Die Röntgendiagnostik stellt als Basisdiagnostik die knöchernen Strukturen dar und dient dem Nachweis eines Kalkdepots, dem Fraktur- und Arthroseausschluss sowie in der sogenannten "y-Aufnahme" dem Erfassen von knöchern bedingten Einengungen des subacromialen Gleitraumes durch einen Acromionsporn oder kaudalen Osteophyten des AC-Gelenkes. Die Sonographie als erweiterte Basisdiagnostik stellt Entzündungen der Bursa subacromialis, versteckte Kalkdepots sowie Rupturen der Rotatorenmanschette dar.

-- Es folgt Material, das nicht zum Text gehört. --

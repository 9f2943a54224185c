//! TCP probe strategy.

use async_trait::async_trait;
use serde_json::{json, Value};
use std::sync::Arc;
use std::time::{Duration, Instant};
use tokio::io::{AsyncReadExt, AsyncWriteExt};
use tokio::net::TcpStream;
use tokio::sync::Mutex;

use super::{config_timeout, Collector, CollectorOutput, ProbeConnection, ProbeError, ProbeStrategy};

const DEFAULT_TIMEOUT: Duration = Duration::from_secs(5);
const BANNER_BYTES: usize = 1024;

/// Opens a TCP connection. Config: `{ "host": ..., "port": ..., "timeoutMs"?: ... }`.
pub struct TcpStrategy;

#[async_trait]
impl ProbeStrategy for TcpStrategy {
    fn id(&self) -> &str {
        "tcp"
    }

    async fn create_connection(&self, config: &Value) -> Result<Arc<dyn ProbeConnection>, ProbeError> {
        let host = config
            .get("host")
            .and_then(Value::as_str)
            .ok_or_else(|| ProbeError::Config("tcp probe requires a host".to_string()))?;
        let port = config
            .get("port")
            .and_then(Value::as_u64)
            .and_then(|p| u16::try_from(p).ok())
            .ok_or_else(|| ProbeError::Config("tcp probe requires a valid port".to_string()))?;
        let timeout = config_timeout(config, DEFAULT_TIMEOUT);

        let start = Instant::now();
        let stream = tokio::time::timeout(timeout, TcpStream::connect((host, port)))
            .await
            .map_err(|_| ProbeError::Timeout(timeout))?
            .map_err(|e| ProbeError::Network(format!("failed to connect to {}:{}: {}", host, port, e)))?;
        let connect_ms = start.elapsed().as_secs_f64() * 1000.0;

        Ok(Arc::new(TcpConnection {
            stream: Mutex::new(Some(stream)),
            connect_ms,
            timeout,
        }))
    }
}

/// An established TCP stream.
pub struct TcpConnection {
    stream: Mutex<Option<TcpStream>>,
    connect_ms: f64,
    timeout: Duration,
}

#[async_trait]
impl ProbeConnection for TcpConnection {
    /// Request: `{ "send"?: "...", "readBanner"?: bool }`.
    async fn invoke(&self, request: &Value) -> Result<Value, ProbeError> {
        let mut guard = self.stream.lock().await;
        let stream = guard
            .as_mut()
            .ok_or_else(|| ProbeError::Network("connection already closed".to_string()))?;

        if let Some(payload) = request.get("send").and_then(Value::as_str) {
            stream
                .write_all(payload.as_bytes())
                .await
                .map_err(|e| ProbeError::Network(format!("failed to send: {}", e)))?;
        }

        let mut banner = None;
        if request.get("readBanner").and_then(Value::as_bool).unwrap_or(false) {
            let mut buf = vec![0u8; BANNER_BYTES];
            let n = tokio::time::timeout(self.timeout, stream.read(&mut buf))
                .await
                .map_err(|_| ProbeError::Timeout(self.timeout))?
                .map_err(|e| ProbeError::Network(format!("failed to read: {}", e)))?;
            banner = Some(String::from_utf8_lossy(&buf[..n]).trim_end().to_string());
        }

        Ok(json!({
            "connected": true,
            "connectTimeMs": self.connect_ms,
            "banner": banner,
        }))
    }

    async fn close(&self) {
        if let Some(mut stream) = self.stream.lock().await.take() {
            let _ = stream.shutdown().await;
        }
    }
}

/// Reports connect time and, optionally, the server banner.
pub struct TcpBannerCollector;

#[async_trait]
impl Collector for TcpBannerCollector {
    fn id(&self) -> &str {
        "tcp.banner"
    }

    async fn execute(&self, config: &Value, connection: &dyn ProbeConnection) -> CollectorOutput {
        match connection.invoke(config).await {
            Ok(result) => CollectorOutput::ok(result),
            Err(e) => CollectorOutput::failed(e.to_string()),
        }
    }
}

Als erweitertes Diagnostikum dient die Magnet-resonanztomographie – es werden zusätzlich chondrale, labrale und tendinöse Strukturen dargestellt. Insbesondere bei traumatischen Pathologien, die mit starken Schmerzen, deutlichen periartikulären Schwellungen sowie blockierenden Bewegungseinschränkungen einhergehen, ist die zeitnahe MRT-Diagnostik obligat. Die Computertomographie dient der weiteren Feindiagnostik von ossären Veränderungen.

Konservative Therapie

Die konservative Therapie beinhaltet alle Maßnahmen, die der Antiphlogistik und Analgesie dienen. In der akuten Schmerzphase kommen das modifizierte PECH-Schema (Pause, Eis, Compression, Hochlagerung bzw. Schonung) sowie bei schlanken Patienten Salbenumschläge mit Voltaren® zur Anwendung. Zur systemischen Medikation werden die klassischen NSAR unter Beachtung von Kontraindikationen verschrieben, wobei langfristige Dauereinnahmen vermieden werden sollten.

Eine effektive schmerzlindernde Maßnahme bei allen entzündlichen Ursachen stellt die lokale Infiltration eines Kortisonpräparates dar (z. B. Lipotalon®). Insbesondere akute Entzündungsschmerzen der Bursa subacromialis sprechen auf eine subacromiale Infiltration gut an. Ebenso kann durch gezielte, am besten sonographisch gestützte Infiltration in das AC-Gelenk ein symptomatisches, schmerzendes Schultereckgelenk erfolgreich therapiert werden. Allerdings sollten nicht mehr als drei Kortisoninjektionen über einen Zeitraum von drei Monaten verabreicht werden.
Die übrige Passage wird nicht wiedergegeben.